The Slave Codes, the Dred Scott decision, the calamitous end of Reconstruction and the abandonment of the newly freed slaves, the blind eye turned to the rampages of the Ku Klux Klan, the case of Plessy v. Ferguson – all of these historical facts and many more have contributed to the American institutional effort to make America a living Hell for black Americans.

The slow and grudging progress towards some semblance of equal rights and the attainment of full citizenship took place in the face of outright violence. Justice Antonin Scalia should be ashamed of himself for referring to the Voting Rights Act as “racial entitlement” as if the VRA was part of some grand legal exercise. In point of fact the VRA arose out of the need to protect and preserve the place of black Americans in this very critical aspect of citizenship – the only “entitlement” in the VRA is meant to “entitle” black Americans to the same rights that Justice Scalia’s Italian immigrant parents obtained as soon as they could pass an English literacy test and a perfunctory civics exam.

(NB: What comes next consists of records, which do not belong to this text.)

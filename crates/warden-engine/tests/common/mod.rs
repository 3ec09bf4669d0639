//! Shared fixtures for the engine integration tests.

#![allow(dead_code)]

use std::sync::Arc;
use std::sync::atomic::{AtomicBool, AtomicUsize, Ordering};

use surrealdb::Surreal;
use surrealdb::engine::local::{Db, Mem};
use uuid::Uuid;
use warden_core::error::{WardenError, WardenResult};
use tokio::sync::Notify;
use warden_core::models::context::TenantContext;
use warden_core::models::membership::{CreateMembership, Membership, UpdateMembership};
use warden_core::models::organization::{
    CreateOrganization, Organization, Resource, SubscriptionTier, UpdateOrganization,
};
use warden_core::repository::{
    MembershipRepository, OrganizationRepository, PaginatedResult, Pagination,
};
use warden_db::repository::{
    SurrealMembershipRepository, SurrealOrganizationRepository, SurrealTenantRecordRepository,
};
use warden_engine::{
    ContextCache, EngineConfig, NewOrganization, QueryGateway, TenantAdmin, TenantResolver,
};

/// Organization repository that counts reads and can be switched into
/// failing or stalling.
#[derive(Clone)]
pub struct ObservedOrganizations {
    inner: SurrealOrganizationRepository<Db>,
    reads: Arc<AtomicUsize>,
    fail: Arc<AtomicBool>,
    stall: Arc<AtomicBool>,
}

impl ObservedOrganizations {
    pub fn reads(&self) -> usize {
        self.reads.load(Ordering::SeqCst)
    }

    pub fn set_failing(&self, failing: bool) {
        self.fail.store(failing, Ordering::SeqCst);
    }

    pub fn set_stalling(&self, stalling: bool) {
        self.stall.store(stalling, Ordering::SeqCst);
    }

    async fn observe(&self) -> WardenResult<()> {
        self.reads.fetch_add(1, Ordering::SeqCst);
        if self.stall.load(Ordering::SeqCst) {
            std::future::pending::<()>().await;
        }
        if self.fail.load(Ordering::SeqCst) {
            return Err(WardenError::StoreUnavailable("connection reset".into()));
        }
        Ok(())
    }
}

impl OrganizationRepository for ObservedOrganizations {
    async fn create(&self, input: CreateOrganization) -> WardenResult<Organization> {
        self.inner.create(input).await
    }

    async fn get_by_id(&self, id: Uuid) -> WardenResult<Organization> {
        self.observe().await?;
        self.inner.get_by_id(id).await
    }

    async fn get_by_code(&self, code: &str) -> WardenResult<Organization> {
        self.observe().await?;
        self.inner.get_by_code(code).await
    }

    async fn get_by_domain(&self, domain: &str) -> WardenResult<Organization> {
        self.observe().await?;
        self.inner.get_by_domain(domain).await
    }

    async fn update(&self, id: Uuid, input: UpdateOrganization) -> WardenResult<Organization> {
        self.inner.update(id, input).await
    }

    async fn adjust_usage(
        &self,
        id: Uuid,
        resource: Resource,
        delta: i64,
    ) -> WardenResult<Organization> {
        self.inner.adjust_usage(id, resource, delta).await
    }

    async fn set_usage(&self, id: Uuid, resource: Resource, value: u64) -> WardenResult<Organization> {
        self.inner.set_usage(id, resource, value).await
    }

    async fn list(&self, pagination: Pagination) -> WardenResult<PaginatedResult<Organization>> {
        self.inner.list(pagination).await
    }
}

pub type Memberships = SurrealMembershipRepository<Db>;

/// Membership repository whose next `get` holds its result until
/// released, so a test can run a mutation between a resolver's read and
/// its cache insert.
#[derive(Clone)]
pub struct GatedMemberships {
    inner: Memberships,
    armed: Arc<AtomicBool>,
    pub read_done: Arc<Notify>,
    pub release: Arc<Notify>,
}

impl GatedMemberships {
    pub fn new(inner: Memberships) -> Self {
        Self {
            inner,
            armed: Arc::new(AtomicBool::new(false)),
            read_done: Arc::new(Notify::new()),
            release: Arc::new(Notify::new()),
        }
    }

    pub fn arm(&self) {
        self.armed.store(true, Ordering::SeqCst);
    }
}

impl MembershipRepository for GatedMemberships {
    async fn create(&self, input: CreateMembership) -> WardenResult<Membership> {
        self.inner.create(input).await
    }

    async fn get(&self, user_id: Uuid, organization_id: Uuid) -> WardenResult<Membership> {
        let result = self.inner.get(user_id, organization_id).await;
        if self.armed.swap(false, Ordering::SeqCst) {
            self.read_done.notify_one();
            self.release.notified().await;
        }
        result
    }

    async fn list_active_for_user(&self, user_id: Uuid) -> WardenResult<Vec<Membership>> {
        self.inner.list_active_for_user(user_id).await
    }

    async fn list_by_organization(
        &self,
        organization_id: Uuid,
        pagination: Pagination,
    ) -> WardenResult<PaginatedResult<Membership>> {
        self.inner.list_by_organization(organization_id, pagination).await
    }

    async fn count_active(&self, organization_id: Uuid) -> WardenResult<u64> {
        self.inner.count_active(organization_id).await
    }

    async fn update(
        &self,
        user_id: Uuid,
        organization_id: Uuid,
        input: UpdateMembership,
    ) -> WardenResult<Membership> {
        self.inner.update(user_id, organization_id, input).await
    }
}

pub struct Harness {
    pub db: Surreal<Db>,
    pub organizations: ObservedOrganizations,
    pub memberships: Memberships,
    pub cache: Arc<ContextCache>,
    pub resolver: TenantResolver<ObservedOrganizations, Memberships>,
    pub admin: TenantAdmin<ObservedOrganizations, Memberships>,
    pub gateway: QueryGateway<SurrealTenantRecordRepository<Db>>,
}

pub async fn harness() -> Harness {
    let db = Surreal::new::<Mem>(()).await.unwrap();
    db.use_ns("test").use_db("test").await.unwrap();
    warden_db::run_migrations(&db).await.unwrap();

    let config = EngineConfig::default();
    let organizations = ObservedOrganizations {
        inner: SurrealOrganizationRepository::new(db.clone()),
        reads: Arc::new(AtomicUsize::new(0)),
        fail: Arc::new(AtomicBool::new(false)),
        stall: Arc::new(AtomicBool::new(false)),
    };
    let memberships = SurrealMembershipRepository::new(db.clone());
    let cache = Arc::new(ContextCache::from_config(&config));

    Harness {
        resolver: TenantResolver::new(organizations.clone(), memberships.clone(), cache.clone()),
        admin: TenantAdmin::new(
            organizations.clone(),
            memberships.clone(),
            cache.clone(),
            config.clone(),
        ),
        gateway: QueryGateway::new(SurrealTenantRecordRepository::new(db.clone()), &config),
        db,
        organizations,
        memberships,
        cache,
    }
}

pub fn new_organization(code: &str, tier: SubscriptionTier) -> NewOrganization {
    NewOrganization {
        code: code.into(),
        name: format!("{code} Ltd"),
        primary_domain: format!("{code}.example"),
        additional_domains: vec![],
        tier,
        settings: None,
    }
}

impl Harness {
    /// Create an organization and return it with its owner's context.
    pub async fn organization(
        &self,
        code: &str,
        tier: SubscriptionTier,
    ) -> (Organization, TenantContext) {
        let owner = Uuid::new_v4();
        let (org, _) = self
            .admin
            .initialize_organization(new_organization(code, tier), owner)
            .await
            .unwrap();
        let context = self.resolver.resolve(owner, Some(org.id)).await.unwrap();
        (org, context)
    }
}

From the earliest colonial times terrorism of black Americans was literally the law of the land in the American colonies. And, because literacy could be a key to liberation, access to literacy was severely limited when it came to black slaves.

The United States Constitution, ratified by such icons as George Washington (slave owner), Thomas Jefferson (slave owner), James Madison (slave owner) and James Monroe (slave owner) referred to black slaves as 3/5th of a person for electoral allocations but even that 3/5th designation failed to protect black Americans from the twin depredations of slavery and institutional racism.

After the Civil War the displaced slave hierarchy in the South immediately realized that upon emancipation the battle lines for depriving black Americans of citizenship no longer would be drawn at the point of literacy, but rather at the point of enfranchisement – voting rights. The Ku Klux Klan was born as a terrorist organization dedicated to keeping black Americans from voting. After the death knell of Reconstruction was sounded in 1876 as the bastard child of yet another soulless political bargain, every Southern state immediately established as many statutory barriers to black enfranchisement as possible.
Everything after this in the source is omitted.